§ Required work: Reproduce precisely the lines of the listing below, starting with the line that contains "filename src/bin/load_test.rs" and stopping after the line that contains "use remit_ledger::aggregate::Aggregate;"; include nothing else.

§ Information provided:
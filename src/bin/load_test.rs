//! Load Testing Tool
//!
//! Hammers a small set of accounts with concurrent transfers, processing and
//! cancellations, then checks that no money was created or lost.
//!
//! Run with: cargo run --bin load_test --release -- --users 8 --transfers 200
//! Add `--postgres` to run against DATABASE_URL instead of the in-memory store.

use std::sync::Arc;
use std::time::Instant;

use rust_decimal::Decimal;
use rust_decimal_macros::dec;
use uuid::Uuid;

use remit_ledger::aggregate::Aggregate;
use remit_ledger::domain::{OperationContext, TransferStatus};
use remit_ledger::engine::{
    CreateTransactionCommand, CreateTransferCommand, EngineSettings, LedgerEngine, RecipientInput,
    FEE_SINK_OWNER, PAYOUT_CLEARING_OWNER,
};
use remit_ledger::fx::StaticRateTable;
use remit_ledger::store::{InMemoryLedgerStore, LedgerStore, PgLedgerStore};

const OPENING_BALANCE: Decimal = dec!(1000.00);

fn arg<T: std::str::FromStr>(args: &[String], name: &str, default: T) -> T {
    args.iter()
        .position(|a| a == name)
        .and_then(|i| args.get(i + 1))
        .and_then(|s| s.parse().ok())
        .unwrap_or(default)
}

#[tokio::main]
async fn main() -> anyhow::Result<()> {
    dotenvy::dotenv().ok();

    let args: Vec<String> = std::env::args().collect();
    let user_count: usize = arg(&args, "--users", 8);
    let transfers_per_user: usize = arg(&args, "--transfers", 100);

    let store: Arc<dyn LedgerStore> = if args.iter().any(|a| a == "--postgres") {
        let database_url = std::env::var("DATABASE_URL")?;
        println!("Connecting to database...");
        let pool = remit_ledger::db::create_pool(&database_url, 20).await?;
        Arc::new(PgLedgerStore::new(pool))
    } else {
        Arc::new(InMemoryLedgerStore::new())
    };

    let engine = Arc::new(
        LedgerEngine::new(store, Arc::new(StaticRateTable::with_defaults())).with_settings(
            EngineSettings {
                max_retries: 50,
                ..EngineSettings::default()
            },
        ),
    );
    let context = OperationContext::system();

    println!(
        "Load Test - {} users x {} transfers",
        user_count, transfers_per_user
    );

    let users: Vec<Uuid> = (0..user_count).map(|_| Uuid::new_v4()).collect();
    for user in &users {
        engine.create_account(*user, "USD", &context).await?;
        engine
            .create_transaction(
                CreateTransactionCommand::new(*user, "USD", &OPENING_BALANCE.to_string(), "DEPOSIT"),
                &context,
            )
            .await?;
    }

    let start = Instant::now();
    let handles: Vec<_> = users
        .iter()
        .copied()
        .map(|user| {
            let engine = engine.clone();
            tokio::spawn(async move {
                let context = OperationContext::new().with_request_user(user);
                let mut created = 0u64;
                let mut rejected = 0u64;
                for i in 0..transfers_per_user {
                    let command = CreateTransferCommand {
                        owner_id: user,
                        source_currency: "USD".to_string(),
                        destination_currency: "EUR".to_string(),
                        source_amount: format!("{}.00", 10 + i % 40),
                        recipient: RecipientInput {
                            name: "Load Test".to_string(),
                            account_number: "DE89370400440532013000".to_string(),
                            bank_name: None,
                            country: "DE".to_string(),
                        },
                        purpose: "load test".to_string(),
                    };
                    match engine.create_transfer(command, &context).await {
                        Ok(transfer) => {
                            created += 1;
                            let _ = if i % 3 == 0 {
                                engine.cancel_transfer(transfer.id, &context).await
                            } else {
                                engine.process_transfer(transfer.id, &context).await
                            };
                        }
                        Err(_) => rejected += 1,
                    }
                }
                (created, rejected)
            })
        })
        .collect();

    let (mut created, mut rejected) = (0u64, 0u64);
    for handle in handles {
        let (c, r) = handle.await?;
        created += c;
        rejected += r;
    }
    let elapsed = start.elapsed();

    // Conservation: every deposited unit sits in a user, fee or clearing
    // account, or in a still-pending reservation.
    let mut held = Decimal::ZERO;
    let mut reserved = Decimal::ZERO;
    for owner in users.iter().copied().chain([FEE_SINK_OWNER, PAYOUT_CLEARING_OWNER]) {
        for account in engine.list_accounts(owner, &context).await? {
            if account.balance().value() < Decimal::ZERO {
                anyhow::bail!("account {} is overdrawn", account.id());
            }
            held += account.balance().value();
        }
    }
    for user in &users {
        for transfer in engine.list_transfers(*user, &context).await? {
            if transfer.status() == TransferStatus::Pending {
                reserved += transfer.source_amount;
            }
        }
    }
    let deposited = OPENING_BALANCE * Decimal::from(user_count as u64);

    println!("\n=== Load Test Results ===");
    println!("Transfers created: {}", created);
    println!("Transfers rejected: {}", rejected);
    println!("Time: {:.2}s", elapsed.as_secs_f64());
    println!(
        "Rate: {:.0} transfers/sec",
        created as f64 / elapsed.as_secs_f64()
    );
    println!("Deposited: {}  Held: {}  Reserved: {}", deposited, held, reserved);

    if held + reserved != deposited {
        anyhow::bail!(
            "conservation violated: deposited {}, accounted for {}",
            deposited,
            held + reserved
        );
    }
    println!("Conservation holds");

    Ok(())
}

...

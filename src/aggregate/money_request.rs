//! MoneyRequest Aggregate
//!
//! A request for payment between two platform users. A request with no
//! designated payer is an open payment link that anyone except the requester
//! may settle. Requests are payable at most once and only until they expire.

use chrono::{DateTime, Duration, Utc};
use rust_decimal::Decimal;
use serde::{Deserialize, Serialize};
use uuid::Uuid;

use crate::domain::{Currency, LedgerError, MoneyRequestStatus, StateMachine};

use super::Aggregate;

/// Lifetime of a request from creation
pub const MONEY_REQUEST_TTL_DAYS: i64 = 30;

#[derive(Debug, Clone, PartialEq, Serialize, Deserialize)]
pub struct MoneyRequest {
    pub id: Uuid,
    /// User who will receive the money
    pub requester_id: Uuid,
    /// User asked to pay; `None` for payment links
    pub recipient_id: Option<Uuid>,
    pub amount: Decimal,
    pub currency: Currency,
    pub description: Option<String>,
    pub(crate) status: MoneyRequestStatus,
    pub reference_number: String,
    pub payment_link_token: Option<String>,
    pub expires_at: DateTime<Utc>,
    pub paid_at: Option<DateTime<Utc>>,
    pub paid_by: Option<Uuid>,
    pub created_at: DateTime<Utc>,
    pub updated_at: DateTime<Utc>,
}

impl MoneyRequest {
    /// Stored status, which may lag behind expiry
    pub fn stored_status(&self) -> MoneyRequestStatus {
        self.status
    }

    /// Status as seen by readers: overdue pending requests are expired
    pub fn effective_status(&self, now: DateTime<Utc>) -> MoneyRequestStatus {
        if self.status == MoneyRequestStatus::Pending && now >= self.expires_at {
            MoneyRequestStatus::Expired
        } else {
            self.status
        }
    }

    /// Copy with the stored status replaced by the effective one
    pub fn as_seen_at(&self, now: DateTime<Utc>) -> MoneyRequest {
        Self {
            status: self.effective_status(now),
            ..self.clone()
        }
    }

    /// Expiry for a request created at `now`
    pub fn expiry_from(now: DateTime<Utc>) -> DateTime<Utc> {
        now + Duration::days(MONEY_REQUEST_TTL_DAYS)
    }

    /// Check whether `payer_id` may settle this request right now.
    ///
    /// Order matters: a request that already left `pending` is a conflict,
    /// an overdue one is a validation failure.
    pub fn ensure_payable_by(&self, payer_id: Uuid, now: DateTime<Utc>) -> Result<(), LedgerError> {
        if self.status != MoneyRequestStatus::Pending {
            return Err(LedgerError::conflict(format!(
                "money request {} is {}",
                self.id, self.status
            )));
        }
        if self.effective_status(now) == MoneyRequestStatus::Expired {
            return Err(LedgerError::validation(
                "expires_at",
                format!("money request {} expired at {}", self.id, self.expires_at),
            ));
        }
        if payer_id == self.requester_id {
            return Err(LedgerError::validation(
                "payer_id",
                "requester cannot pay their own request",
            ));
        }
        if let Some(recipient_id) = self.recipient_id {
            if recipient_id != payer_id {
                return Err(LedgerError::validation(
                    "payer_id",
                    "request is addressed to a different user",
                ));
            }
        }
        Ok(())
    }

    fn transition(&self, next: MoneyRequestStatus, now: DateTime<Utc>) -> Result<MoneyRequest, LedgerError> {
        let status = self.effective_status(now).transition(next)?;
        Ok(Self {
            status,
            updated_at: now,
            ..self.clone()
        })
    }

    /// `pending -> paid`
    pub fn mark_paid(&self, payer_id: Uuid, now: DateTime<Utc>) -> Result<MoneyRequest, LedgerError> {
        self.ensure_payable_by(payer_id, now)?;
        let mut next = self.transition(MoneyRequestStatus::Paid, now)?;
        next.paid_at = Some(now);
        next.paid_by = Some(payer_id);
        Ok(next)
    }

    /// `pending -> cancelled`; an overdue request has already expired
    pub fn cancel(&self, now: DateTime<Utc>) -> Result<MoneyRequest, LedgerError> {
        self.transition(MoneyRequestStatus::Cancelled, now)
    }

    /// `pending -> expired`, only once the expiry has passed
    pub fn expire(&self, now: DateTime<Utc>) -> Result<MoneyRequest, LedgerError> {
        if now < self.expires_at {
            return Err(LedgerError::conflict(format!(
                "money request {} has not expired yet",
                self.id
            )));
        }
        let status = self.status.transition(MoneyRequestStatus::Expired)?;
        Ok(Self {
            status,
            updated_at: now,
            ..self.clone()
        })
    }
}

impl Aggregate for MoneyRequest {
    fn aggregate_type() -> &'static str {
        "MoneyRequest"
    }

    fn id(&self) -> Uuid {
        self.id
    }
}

§ Expected answer:
filename src/bin/load_test.rs
//! Load Testing Tool
//!
//! Hammers a small set of accounts with concurrent transfers, processing and
//! cancellations, then checks that no money was created or lost.
//!
//! Run with: cargo run --bin load_test --release -- --users 8 --transfers 200
//! Add `--postgres` to run against DATABASE_URL instead of the in-memory store.

use std::sync::Arc;
use std::time::Instant;

use rust_decimal::Decimal;
use rust_decimal_macros::dec;
use uuid::Uuid;

use remit_ledger::aggregate::Aggregate;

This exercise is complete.